1. Sift together flour and salt in a large bowl. Make a well in center and add 1 1/3 cups of the milk. Using a whisk, gently pull flour into liquid until mixture has few lumps and batter is thoroughly mixed. It's important to mix crepes as little as possible, so they'll cook up light.
2. Lightly whisk in egg, the remaining 2/3 cup milk, melted butter, and 1/4 cup water. Whisk just to incorporate liquids. Batter will not be perfectly smooth, as the melted butter will solidify into little beads, but it will cook up just fine. Cover with plastic wrap and let sit, away from heat, for 1 to 3 hours.

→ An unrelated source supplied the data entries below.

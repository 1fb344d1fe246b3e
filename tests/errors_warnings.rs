//! Error and warning contract of the extractor.

use rusty_mfe::sample::{load_xy, Sample};
use rusty_mfe::{
    process_generic_option, process_generic_set, DiagnosticKind, Diagnostics, ExtractOptions,
    FitOptions, Mfe, MfeError, MfeOptions, Value,
};

fn fit(options: MfeOptions, fit_options: FitOptions) -> Result<(Mfe, Diagnostics), MfeError> {
    let (x, y) = load_xy(Sample::Mixed);
    let mut diag = Diagnostics::new();
    let mut mfe = Mfe::new(options)?;
    mfe.fit(x, y, fit_options, &mut diag)?;
    Ok((mfe, diag))
}

fn fit_default() -> Mfe {
    fit(MfeOptions::default(), FitOptions::default()).unwrap().0
}

// ---------------------------------------------------------------------------
// Data binding
// ---------------------------------------------------------------------------

#[test]
fn test_error_empty_data_none() {
    let mut mfe = Mfe::new(MfeOptions::default()).unwrap();
    let err = mfe
        .fit(Value::None, Value::None, FitOptions::default(), &mut Diagnostics::new())
        .unwrap_err();
    assert!(err.is_type_error(), "{err}");
}

#[test]
fn test_error_x_unset_after_fit() {
    let mut mfe = fit_default();
    mfe.set_x(Value::None);
    let err = mfe
        .extract(&ExtractOptions::default(), &mut Diagnostics::new())
        .unwrap_err();
    assert!(err.is_type_error(), "{err}");
}

#[test]
fn test_error_y_unset_after_fit() {
    let mut mfe = fit_default();
    mfe.set_y(Value::None);
    let err = mfe
        .extract(&ExtractOptions::default(), &mut Diagnostics::new())
        .unwrap_err();
    assert!(err.is_type_error(), "{err}");
}

#[test]
fn test_error_empty_data_lists() {
    let mut mfe = Mfe::new(MfeOptions::default()).unwrap();
    let err = mfe
        .fit(
            Value::List(vec![]),
            Value::List(vec![]),
            FitOptions::default(),
            &mut Diagnostics::new(),
        )
        .unwrap_err();
    assert!(err.is_value_error(), "{err}");
}

#[test]
fn test_error_data_wrong_shape() {
    let (x, y) = load_xy(Sample::Mixed);
    let Value::List(mut labels) = y else {
        panic!("labels should be a list");
    };
    labels.pop();
    let mut mfe = Mfe::new(MfeOptions::default()).unwrap();
    let err = mfe
        .fit(x, Value::List(labels), FitOptions::default(), &mut Diagnostics::new())
        .unwrap_err();
    assert!(err.is_value_error(), "{err}");
}

#[test]
fn test_rebinding_valid_data_recovers() {
    let mut mfe = fit(
        MfeOptions::default().with_features("nr_inst"),
        FitOptions::default(),
    )
    .unwrap()
    .0;
    let (x, y) = load_xy(Sample::Numeric);
    mfe.set_x(x);
    mfe.set_y(y);
    let res = mfe
        .extract(&ExtractOptions::default(), &mut Diagnostics::new())
        .unwrap();
    assert_eq!(res.get("nr_inst"), Some(60.0));
}

// ---------------------------------------------------------------------------
// Construction options
// ---------------------------------------------------------------------------

#[test]
fn test_error_invalid_groups_value() {
    let cases = [
        Value::from("land-marking"),
        Value::from("infotheo"),
        Value::from("generalgeneral"),
        Value::from("generalstatistical"),
        Value::from(["general", "statistical", "invalid"]),
        Value::from(["invalid"]),
        Value::from(0),
        Value::None,
        Value::List(vec![]),
    ];
    for groups in cases {
        let err = Mfe::new(MfeOptions::default().with_groups(groups.clone())).unwrap_err();
        assert!(err.is_value_error(), "groups={groups}: {err}");
    }
}

#[test]
fn test_error_invalid_groups_type() {
    for groups in [Value::from(1), Value::opaque("lambda x: x"), Value::from(1..5)] {
        let err = Mfe::new(MfeOptions::default().with_groups(groups.clone())).unwrap_err();
        assert!(err.is_type_error(), "groups={groups}: {err}");
    }
}

#[test]
fn test_error_random_state() {
    let err = Mfe::new(MfeOptions::default().with_random_state(1.5)).unwrap_err();
    assert!(err.is_value_error());
}

#[test]
fn test_error_folds() {
    let err = Mfe::new(MfeOptions::default().with_folds(1.5)).unwrap_err();
    assert!(err.is_value_error());
}

#[test]
fn test_error_invalid_timeopt() {
    let err = fit(
        MfeOptions::default().with_measure_time("invalid"),
        FitOptions::default(),
    )
    .unwrap_err();
    assert!(err.is_value_error());
}

#[test]
fn test_error_unknown_summary() {
    for summary in ["meanmean", "invalid"] {
        let err = Mfe::new(MfeOptions::default().with_summary(summary)).unwrap_err();
        assert!(err.is_value_error(), "summary={summary}");
    }
}

#[test]
fn test_error_invalid_features() {
    for features in [Value::None, Value::List(vec![]), Value::from("")] {
        let err = Mfe::new(MfeOptions::default().with_features(features.clone())).unwrap_err();
        assert!(err.is_value_error(), "features={features}");
    }
}

#[test]
fn test_error_invalid_score() {
    let cases = [
        Value::None,
        Value::List(vec![]),
        Value::from(""),
        Value::from("invalid"),
        Value::from("accuracyaccuracy"),
    ];
    for score in cases {
        let err = Mfe::new(MfeOptions::default().with_score(score.clone())).unwrap_err();
        assert!(err.is_value_error(), "score={score}");
    }
}

// ---------------------------------------------------------------------------
// Fit options
// ---------------------------------------------------------------------------

#[test]
fn test_error_cat_cols() {
    for cat_cols in [Value::from(1), Value::from("all")] {
        let err = fit(
            MfeOptions::default(),
            FitOptions::default().with_cat_cols(cat_cols.clone()),
        )
        .unwrap_err();
        assert!(err.is_value_error(), "cat_cols={cat_cols}");
    }
}

#[test]
fn test_error_invalid_rescale_value() {
    for rescale in ["", "invalid", "minmax"] {
        let err = fit(
            MfeOptions::default(),
            FitOptions::default().with_rescale(rescale),
        )
        .unwrap_err();
        assert!(err.is_value_error(), "rescale={rescale:?}");
    }
}

#[test]
fn test_error_invalid_rescale_type() {
    let err = fit(
        MfeOptions::default(),
        FitOptions::default().with_rescale(Value::List(vec![])),
    )
    .unwrap_err();
    assert!(err.is_type_error());
}

#[test]
fn test_valid_rescale_and_cat_cols() {
    let fit_options = FitOptions::default()
        .with_rescale("min-max")
        .with_cat_cols(vec![4, 5]);
    assert!(fit(MfeOptions::default().with_groups("general"), fit_options).is_ok());
}

// ---------------------------------------------------------------------------
// Generic validators
// ---------------------------------------------------------------------------

#[test]
fn test_error_process_generic_option_value() {
    let cases: [(Value, &str, bool, bool); 13] = [
        (Value::None, "groups", false, true),
        (Value::None, "groups", false, false),
        (Value::from(""), "group", false, false),
        (Value::from(""), "group", true, false),
        (Value::from("invalid"), "groups", false, false),
        (Value::from("all"), "invalid", false, false),
        (Value::from("invalid"), "groups", false, true),
        (Value::from("invalid"), "groups", true, false),
        (Value::from("invalid"), "groups", true, true),
        (Value::from("mean"), "summary", true, true),
        (Value::from("all"), "summary", true, true),
        (Value::from("num_inst"), "features", true, true),
        (Value::from("all"), "features", true, true),
    ];
    for (value, group_name, allow_none, allow_empty) in cases {
        let err = process_generic_option(&value, Some(group_name), allow_none, allow_empty)
            .unwrap_err();
        assert!(err.is_value_error(), "{value} / {group_name}: {err}");
    }
}

#[test]
fn test_error_process_generic_option_type() {
    let values = Value::from(vec![1, 2, 3]);
    assert!(process_generic_option(&values, None, false, false)
        .unwrap_err()
        .is_type_error());
    assert!(process_generic_option(&values, Some("timeopt"), false, false)
        .unwrap_err()
        .is_type_error());
}

#[test]
fn test_error_process_generic_set_value() {
    let cases: [(Value, &str, bool, bool); 14] = [
        (Value::None, "groups", false, true),
        (Value::None, "groups", false, false),
        (Value::from(""), "group", false, false),
        (Value::List(vec![]), "groups", true, false),
        (Value::List(vec![]), "groups", false, false),
        (Value::from("invalid"), "groups", false, false),
        (Value::from("all"), "invalid", false, false),
        (Value::from("invalid"), "groups", false, true),
        (Value::from("invalid"), "groups", true, false),
        (Value::from("invalid"), "groups", true, true),
        (Value::from("mean"), "summary", true, true),
        (Value::from("all"), "summary", true, true),
        (Value::from("num_inst"), "features", true, true),
        (Value::from("all"), "features", true, true),
    ];
    for (values, group_name, allow_none, allow_empty) in cases {
        let err = process_generic_set(&values, Some(group_name), allow_none, allow_empty)
            .unwrap_err();
        assert!(err.is_value_error(), "{values} / {group_name}: {err}");
    }
}

#[test]
fn test_error_process_generic_set_type() {
    let err = process_generic_set(&Value::from(vec![1, 2, 3]), None, false, false).unwrap_err();
    assert!(err.is_type_error());
}

// ---------------------------------------------------------------------------
// Warnings
// ---------------------------------------------------------------------------

#[test]
fn test_warning_invalid_features() {
    let cases = [
        ("invalid", "all", DiagnosticKind::UnknownFeature),
        ("invalid", "general", DiagnosticKind::UnknownFeature),
        ("mean", "info-theory", DiagnosticKind::FeatureOutsideGroups),
        ("nr_instt", "general", DiagnosticKind::UnknownFeature),
    ];
    for (features, groups, kind) in cases {
        let options = MfeOptions::default()
            .with_features(features)
            .with_groups(groups);
        let (mut mfe, _) = fit(options, FitOptions::default()).unwrap();
        let mut diag = Diagnostics::new();
        let res = mfe.extract(&ExtractOptions::default(), &mut diag).unwrap();
        assert!(res.is_empty());
        assert!(diag.has(kind), "{features} / {groups}: {:?}", diag.records());
    }
}

#[test]
fn test_warning_invalid_precomp() {
    let cases = [
        (Value::from("all"), Value::from("invalid")),
        (Value::from("general"), Value::from("statistical")),
        (Value::from("info-theory"), Value::from("general")),
        (
            Value::from(["general", "statistical"]),
            Value::from(["general", "info-theory"]),
        ),
    ];
    for (groups, precomp_groups) in cases {
        let (_, diag) = fit(
            MfeOptions::default().with_groups(groups.clone()),
            FitOptions::default().with_precomp_groups(precomp_groups.clone()),
        )
        .unwrap();
        assert!(
            diag.has(DiagnosticKind::UnmatchedPrecompGroup),
            "{groups} / {precomp_groups}"
        );
    }
}

#[test]
fn test_warning_invalid_argument() {
    let (mut mfe, _) = fit(MfeOptions::default().with_features("sd"), FitOptions::default()).unwrap();
    let options = ExtractOptions::default()
        .arg("sd", "ddof", 1)
        .arg("sd", "invalid", "value?");
    let mut diag = Diagnostics::new();
    let res = mfe.extract(&options, &mut diag).unwrap();
    assert_eq!(diag.len(), 1);
    assert_eq!(diag.records()[0].kind, DiagnosticKind::UnusedArgument);
    assert_eq!(diag.records()[0].subject, "sd.invalid");
    assert!(res.get("sd.mean").is_some());
}

#[test]
fn test_warning_argument_for_unselected_feature() {
    let (mut mfe, _) = fit(MfeOptions::default().with_features("sd"), FitOptions::default()).unwrap();
    let mut diag = Diagnostics::new();
    mfe.extract(&ExtractOptions::default().arg("var", "ddof", 0), &mut diag)
        .unwrap();
    assert!(diag.has(DiagnosticKind::UnusedArgument));
}

#[test]
fn test_invalid_argument_value_is_an_error() {
    let (mut mfe, _) = fit(MfeOptions::default().with_features("sd"), FitOptions::default()).unwrap();
    let err = mfe
        .extract(
            &ExtractOptions::default().arg("sd", "ddof", "one"),
            &mut Diagnostics::new(),
        )
        .unwrap_err();
    assert!(err.is_type_error());
}

// ---------------------------------------------------------------------------
// Verbose stream
// ---------------------------------------------------------------------------

#[test]
fn test_verbose() {
    let options =
        MfeOptions::default().with_features(["freq_class", "mean", "class_conc", "one_nn", "nodes"]);
    let (mut mfe, _) = fit(options, FitOptions::default()).unwrap();
    let mut out: Vec<u8> = Vec::new();
    mfe.extract_to(
        &ExtractOptions::default().verbose(true),
        &mut Diagnostics::new(),
        &mut out,
    )
    .unwrap();
    let captured = String::from_utf8(out).unwrap();
    assert_eq!(captured.matches('\n').count(), 21, "{captured}");
}

#[test]
fn test_quiet_writes_nothing() {
    let (mut mfe, _) = fit(MfeOptions::default().with_features("nr_inst"), FitOptions::default()).unwrap();
    let mut out: Vec<u8> = Vec::new();
    mfe.extract_to(&ExtractOptions::default(), &mut Diagnostics::new(), &mut out)
        .unwrap();
    assert!(out.is_empty());
}

// ---------------------------------------------------------------------------
// Large inputs
// ---------------------------------------------------------------------------

#[test]
fn test_deep_tree_on_alternating_labels() {
    let n = 3000;
    let x = Value::from((0..n).map(|i| vec![i as f64]).collect::<Vec<_>>());
    let y = Value::from((0..n).map(|i| (i % 2) as i64).collect::<Vec<_>>());
    let mut mfe = Mfe::new(
        MfeOptions::default()
            .with_groups("model-based")
            .with_features("nodes"),
    )
    .unwrap();
    let mut diag = Diagnostics::new();
    mfe.fit(x, y, FitOptions::default(), &mut diag).unwrap();
    let res = mfe.extract_to(&ExtractOptions::default(), &mut diag, &mut std::io::sink()).unwrap();
    assert_eq!(res.get("nodes"), Some((n - 1) as f64));
}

3. When ready to cook crepes, tear off 21 sheets of waxed paper, each about 8 inches across. Whisk batter. It should be the consistency of heavy cream; if it's too thick, thin out with additional water, 1 Tbsp. at a time. Over medium heat, melt 1 tsp. butter in a medium nonstick or cast iron pan with sloped sides. When butter bubbles vigorously, pour in 2 Tbsp. of batter. Grasping handle of pan, move batter around using a circular motion, spreading a thin layer to cover bottom of pan. Crepe should be 6 to 8 inches across. After a few crepes, you'll get the hang of this step; the pan needs to be coated quickly. The first crepe is usually a throw away. Cook over medium heat until top of crjpe appears almost dry and has no bubbles, 2 to 3 minutes. Crepe will glisten a bit, and the underside will have some brown patches. It will not be all browned, like a pancake. Flip crepe with a spatula and cook just until the bottom resembles leopard skin, about 1 minute. You probably won't need to butter the pan after the first crepe or two.
4. Transfer finished crepes to a plate, stacking them with waxed paper between each layer. If filling crepes in the next hour or two, you can leave them out, covered with waxed paper. Otherwise, refrigerate for use later that day, or freeze for later use. When ready, add filling of your choice.
Variation: For dessert crepes, add 3 Tbsp. sugar with the flour.
Suggestions: Milk can be 2% or whole. May need additional salted butter and water.